Pharmacokinetics of Patisiran, the First Approved RNA Interference Therapy in Patients With Hereditary Transthyretin-Mediated Amyloidosis

Hereditary transthyretin-mediated (hATTR) amyloidosis is a rare, inherited, progressively debilitating, and often fatal disease caused by deposition of mutated transthyretin (TTR) protein. Patisiran is an RNA interference therapeutic comprising a novel small interfering ribonucleic acid (ALN-18328) formulated with 2 novel lipid excipients, DLin-MC3-DMA and PEG₂₀₀₀ -C-DMG, in a lipid nanoparticle targeted to inhibit hepatic TTR synthesis. Here we report the pharmacokinetics (PK) of ALN-18328, DLin-MC3-DMA, and PEG₂₀₀₀ -C-DMG from a phase 2 multiple-ascending-dose study and its open-label extension (OLE) in patients with hATTR amyloidosis.
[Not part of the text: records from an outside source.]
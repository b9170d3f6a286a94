pub mod api;
pub mod config;
pub mod logic;
pub mod model;
pub mod seed;
pub mod store;

// Export API types
pub use api::handlers;
pub use api::routes;

// Export logic types
pub use logic::{
    EnrollmentChange, EnrollmentError, EnrollmentPolicy, ValidationError,
    DEFAULT_MAX_STUDENTS_PER_COURSE,
};

// Export all model types
pub use model::*;

// Export seed module
pub use seed::*;

// Export store types
pub use store::{MemoryStore, PostgresStore, Store};

use crate::config::{AppConfig, StorageBackend};
use std::sync::Arc;

/// Open the configured store and serve the API until the process is stopped.
pub async fn run_server(config: AppConfig) -> anyhow::Result<()> {
    let policy = config.enrollment_policy();
    log::info!(
        "Enrollment limit: {} students per course",
        policy.max_students_per_course()
    );

    match config.database.backend {
        StorageBackend::Postgres => {
            log::info!("Connecting to PostgreSQL...");
            let database_url = config.database_url()?;
            let postgres_store =
                PostgresStore::new(&database_url, config.max_connections(), policy).await?;

            log::info!("Running database migrations...");
            postgres_store.migrate().await?;

            serve_store(Arc::new(postgres_store), &config).await
        }
        StorageBackend::Memory => {
            log::warn!("Using in-memory storage; data is lost on shutdown");
            serve_store(Arc::new(MemoryStore::new(policy)), &config).await
        }
    }
}

async fn serve_store<S: Store + 'static>(store: Arc<S>, config: &AppConfig) -> anyhow::Result<()> {
    use axum::serve;
    use tokio::net::TcpListener;

    // Load seed data for demonstration (optional)
    if std::env::var("LOAD_SEED_DATA").unwrap_or_default() == "true" {
        log::info!("Loading seed data...");
        seed::load_seed_data(&*store).await?;
    }

    let app = routes::create_router().with_state(store);

    let bind_address = config.server_address();
    let listener = TcpListener::bind(&bind_address).await?;
    log::info!("Courses API running on http://{}/api/v1/", bind_address);

    serve(listener, app).await?;

    Ok(())
}
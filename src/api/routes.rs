use axum::{
    routing::{delete, get, patch, post, put},
    Router,
};
use std::sync::Arc;

use crate::api::{enrollment_handlers, handlers, student_handlers};
use crate::store::traits::Store;

pub fn create_router<S: Store + 'static>() -> Router<Arc<S>> {
    Router::new()
        // Health check
        .route("/health", get(handlers::health_check))
        // Courses
        .route("/api/v1/courses/", get(handlers::list_courses::<S>))
        .route("/api/v1/courses/", post(handlers::create_course::<S>))
        .route("/api/v1/courses/:course_id/", get(handlers::get_course::<S>))
        .route("/api/v1/courses/:course_id/", put(handlers::update_course::<S>))
        .route(
            "/api/v1/courses/:course_id/",
            patch(handlers::partial_update_course::<S>),
        )
        .route("/api/v1/courses/:course_id/", delete(handlers::delete_course::<S>))
        // Enrollment of a single course
        .route(
            "/api/v1/courses/:course_id/students/",
            get(enrollment_handlers::list_course_students::<S>),
        )
        .route(
            "/api/v1/courses/:course_id/students/",
            post(enrollment_handlers::add_course_students::<S>),
        )
        .route(
            "/api/v1/courses/:course_id/students/",
            delete(enrollment_handlers::clear_course_students::<S>),
        )
        .route(
            "/api/v1/courses/:course_id/students/:student_id/",
            delete(enrollment_handlers::remove_course_student::<S>),
        )
        // Students
        .route("/api/v1/students/", get(student_handlers::list_students::<S>))
        .route("/api/v1/students/", post(student_handlers::create_student::<S>))
        .route(
            "/api/v1/students/:student_id/",
            get(student_handlers::get_student::<S>),
        )
        .route(
            "/api/v1/students/:student_id/",
            put(student_handlers::update_student::<S>),
        )
        .route(
            "/api/v1/students/:student_id/",
            patch(student_handlers::partial_update_student::<S>),
        )
        .route(
            "/api/v1/students/:student_id/",
            delete(student_handlers::delete_student::<S>),
        )
}
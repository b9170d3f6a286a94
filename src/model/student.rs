use crate::logic::validate::{non_null, ValidationError};
use crate::model::{double_option, Id};
use chrono::NaiveDate;
use serde::{Deserialize, Serialize};

#[derive(Debug, Clone, PartialEq, Serialize, Deserialize)]
pub struct Student {
    pub id: Id,
    pub name: String,
    pub birth_date: Option<NaiveDate>, // serialized as YYYY-MM-DD
}

#[derive(Debug, Clone, PartialEq, Deserialize)]
pub struct NewStudent {
    pub name: String,
    #[serde(default)]
    pub birth_date: Option<NaiveDate>,
}

/// Body of `PUT /students/{id}/`: name is required, an absent birth date is left as is.
#[derive(Debug, Clone, PartialEq, Deserialize)]
pub struct StudentUpdate {
    pub name: String,
    #[serde(default, deserialize_with = "double_option")]
    pub birth_date: Option<Option<NaiveDate>>,
}

/// Body of `PATCH /students/{id}/`. `birth_date` may be null to clear it,
/// `name` may not.
#[derive(Debug, Clone, Default, PartialEq, Deserialize)]
pub struct StudentPatch {
    #[serde(default, deserialize_with = "double_option")]
    pub name: Option<Option<String>>,
    #[serde(default, deserialize_with = "double_option")]
    pub birth_date: Option<Option<NaiveDate>>,
}

/// Field-level changes applied by the store. `None` leaves a field untouched.
#[derive(Debug, Clone, Default, PartialEq)]
pub struct StudentChanges {
    pub name: Option<String>,
    pub birth_date: Option<Option<NaiveDate>>,
}

impl From<StudentUpdate> for StudentChanges {
    fn from(update: StudentUpdate) -> Self {
        Self {
            name: Some(update.name),
            birth_date: update.birth_date,
        }
    }
}

impl TryFrom<StudentPatch> for StudentChanges {
    type Error = ValidationError;

    fn try_from(patch: StudentPatch) -> Result<Self, Self::Error> {
        Ok(Self {
            name: non_null("name", patch.name)?,
            birth_date: patch.birth_date,
        })
    }
}

impl Student {
    pub fn apply(&mut self, changes: StudentChanges) {
        if let Some(name) = changes.name {
            self.name = name;
        }
        if let Some(birth_date) = changes.birth_date {
            self.birth_date = birth_date;
        }
    }
}
use crate::logic::validate::{non_null, ValidationError};
use crate::model::{double_option, Id};
use serde::{Deserialize, Serialize};

/// A course and the ids of its enrolled students, in enrollment order.
#[derive(Debug, Clone, PartialEq, Serialize, Deserialize)]
pub struct Course {
    pub id: Id,
    pub name: String,
    pub students: Vec<Id>,
}

#[derive(Debug, Clone, PartialEq, Deserialize)]
pub struct NewCourse {
    pub name: String,
    #[serde(default)]
    pub students: Vec<Id>,
}

/// Body of `PUT /courses/{id}/`. Omitting `students` keeps the current enrollment.
#[derive(Debug, Clone, PartialEq, Deserialize)]
pub struct CourseUpdate {
    pub name: String,
    #[serde(default, deserialize_with = "double_option")]
    pub students: Option<Option<Vec<Id>>>,
}

/// Body of `PATCH /courses/{id}/`. Fields may be omitted but not null.
#[derive(Debug, Clone, Default, PartialEq, Deserialize)]
pub struct CoursePatch {
    #[serde(default, deserialize_with = "double_option")]
    pub name: Option<Option<String>>,
    #[serde(default, deserialize_with = "double_option")]
    pub students: Option<Option<Vec<Id>>>,
}

/// Changes applied by the store; `students`, when present, replaces the whole
/// enrollment set.
#[derive(Debug, Clone, Default, PartialEq)]
pub struct CourseChanges {
    pub name: Option<String>,
    pub students: Option<Vec<Id>>,
}

impl TryFrom<CourseUpdate> for CourseChanges {
    type Error = ValidationError;

    fn try_from(update: CourseUpdate) -> Result<Self, Self::Error> {
        Ok(Self {
            name: Some(update.name),
            students: non_null("students", update.students)?,
        })
    }
}

impl TryFrom<CoursePatch> for CourseChanges {
    type Error = ValidationError;

    fn try_from(patch: CoursePatch) -> Result<Self, Self::Error> {
        Ok(Self {
            name: non_null("name", patch.name)?,
            students: non_null("students", patch.students)?,
        })
    }
}

/// Body of `POST /courses/{id}/students/`.
#[derive(Debug, Clone, PartialEq, Deserialize)]
pub struct EnrollmentRequest {
    pub students: Vec<Id>,
}
use serde::{Deserialize, Deserializer};

/// Surrogate key assigned by the store. Strictly increasing, never reused.
pub type Id = i64;

/// Distinguishes an absent field from an explicit `null` in partial updates.
///
/// Use with `#[serde(default, deserialize_with = "double_option")]`: a missing
/// key stays `None`, `null` becomes `Some(None)`.
pub fn double_option<'de, T, D>(deserializer: D) -> Result<Option<Option<T>>, D::Error>
where
    T: Deserialize<'de>,
    D: Deserializer<'de>,
{
    Deserialize::deserialize(deserializer).map(Some)
}
use axum::{
    extract::{
        rejection::{JsonRejection, QueryRejection},
        Path, Query, State,
    },
    http::StatusCode,
    response::Json,
};

use crate::api::handlers::{bad_request, json_body, list_filter, not_found, store_error, AppState, ErrorResponse};
use crate::logic::normalize_name;
use crate::model::{Id, ListFilter, NewStudent, Student, StudentChanges, StudentPatch, StudentUpdate};
use crate::store::traits::Store;

fn validate_changes(mut changes: StudentChanges) -> Result<StudentChanges, (StatusCode, Json<ErrorResponse>)> {
    if let Some(name) = &changes.name {
        changes.name = Some(normalize_name(name).map_err(|e| bad_request(&e.to_string()))?);
    }
    Ok(changes)
}

pub async fn list_students<S: Store>(
    State(store): State<AppState<S>>,
    query: Result<Query<ListFilter>, QueryRejection>,
) -> Result<Json<Vec<Student>>, (StatusCode, Json<ErrorResponse>)> {
    let filter = list_filter(query)?;
    match store.list_students(&filter).await {
        Ok(students) => Ok(Json(students)),
        Err(e) => Err(store_error(e)),
    }
}

pub async fn create_student<S: Store>(
    State(store): State<AppState<S>>,
    body: Result<Json<NewStudent>, JsonRejection>,
) -> Result<(StatusCode, Json<Student>), (StatusCode, Json<ErrorResponse>)> {
    let new_student = json_body(body)?;
    let name = normalize_name(&new_student.name).map_err(|e| bad_request(&e.to_string()))?;

    match store
        .create_student(NewStudent {
            name,
            birth_date: new_student.birth_date,
        })
        .await
    {
        Ok(student) => {
            log::info!("Created student {} ({})", student.id, student.name);
            Ok((StatusCode::CREATED, Json(student)))
        }
        Err(e) => Err(store_error(e)),
    }
}

pub async fn get_student<S: Store>(
    State(store): State<AppState<S>>,
    Path(student_id): Path<Id>,
) -> Result<Json<Student>, (StatusCode, Json<ErrorResponse>)> {
    match store.get_student(student_id).await {
        Ok(Some(student)) => Ok(Json(student)),
        Ok(None) => Err(not_found("Student not found")),
        Err(e) => Err(store_error(e)),
    }
}

pub async fn update_student<S: Store>(
    State(store): State<AppState<S>>,
    Path(student_id): Path<Id>,
    body: Result<Json<StudentUpdate>, JsonRejection>,
) -> Result<Json<Student>, (StatusCode, Json<ErrorResponse>)> {
    let changes = validate_changes(json_body(body)?.into())?;
    apply_student_changes(&*store, student_id, changes).await
}

pub async fn partial_update_student<S: Store>(
    State(store): State<AppState<S>>,
    Path(student_id): Path<Id>,
    body: Result<Json<StudentPatch>, JsonRejection>,
) -> Result<Json<Student>, (StatusCode, Json<ErrorResponse>)> {
    let changes = StudentChanges::try_from(json_body(body)?).map_err(|e| bad_request(&e.to_string()))?;
    let changes = validate_changes(changes)?;
    apply_student_changes(&*store, student_id, changes).await
}

async fn apply_student_changes<S: Store>(
    store: &S,
    student_id: Id,
    changes: StudentChanges,
) -> Result<Json<Student>, (StatusCode, Json<ErrorResponse>)> {
    match store.update_student(student_id, changes).await {
        Ok(Some(student)) => Ok(Json(student)),
        Ok(None) => Err(not_found("Student not found")),
        Err(e) => Err(store_error(e)),
    }
}

pub async fn delete_student<S: Store>(
    State(store): State<AppState<S>>,
    Path(student_id): Path<Id>,
) -> Result<StatusCode, (StatusCode, Json<ErrorResponse>)> {
    match store.delete_student(student_id).await {
        Ok(true) => {
            log::info!("Deleted student {}", student_id);
            Ok(StatusCode::NO_CONTENT)
        }
        Ok(false) => Err(not_found("Student not found")),
        Err(e) => Err(store_error(e)),
    }
}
Twenty-nine patients received 2 intravenous infusions of patisiran of 0.01, 0.05, 0.15, or 0.3 mg/kg at 3- or 4-week intervals; of these, 27 patients received 0.3 mg/kg once every 3 weeks over 24 months in the OLE study. Plasma PK profiles of ALN-18328 and DLin-MC3-DMA exhibited 2 phases, the first characterized by a short distribution half-life and the second by a minor peak and relatively long terminal elimination half-life. PK exposures to 3 analytes increased proportionally across the dose range of 0.01 to 0.3 mg/kg. For ALN-18328, mean terminal elimination half-life was 3.2 days, mean total clearance was 3.0 mL/h/kg, and urinary excretion was negligible. All 3 analytes exhibited stable PK profiles with chronic dosing over 2 years. The 2- to 3-fold plasma accumulation (AUC_τ ) of ALN-18328 at steady state is attributable to the association of ALN-18328 with the cationic lipid DLin-MC3-DMA. There was no appreciable accumulation of PEG₂₀₀₀ -C-DMG.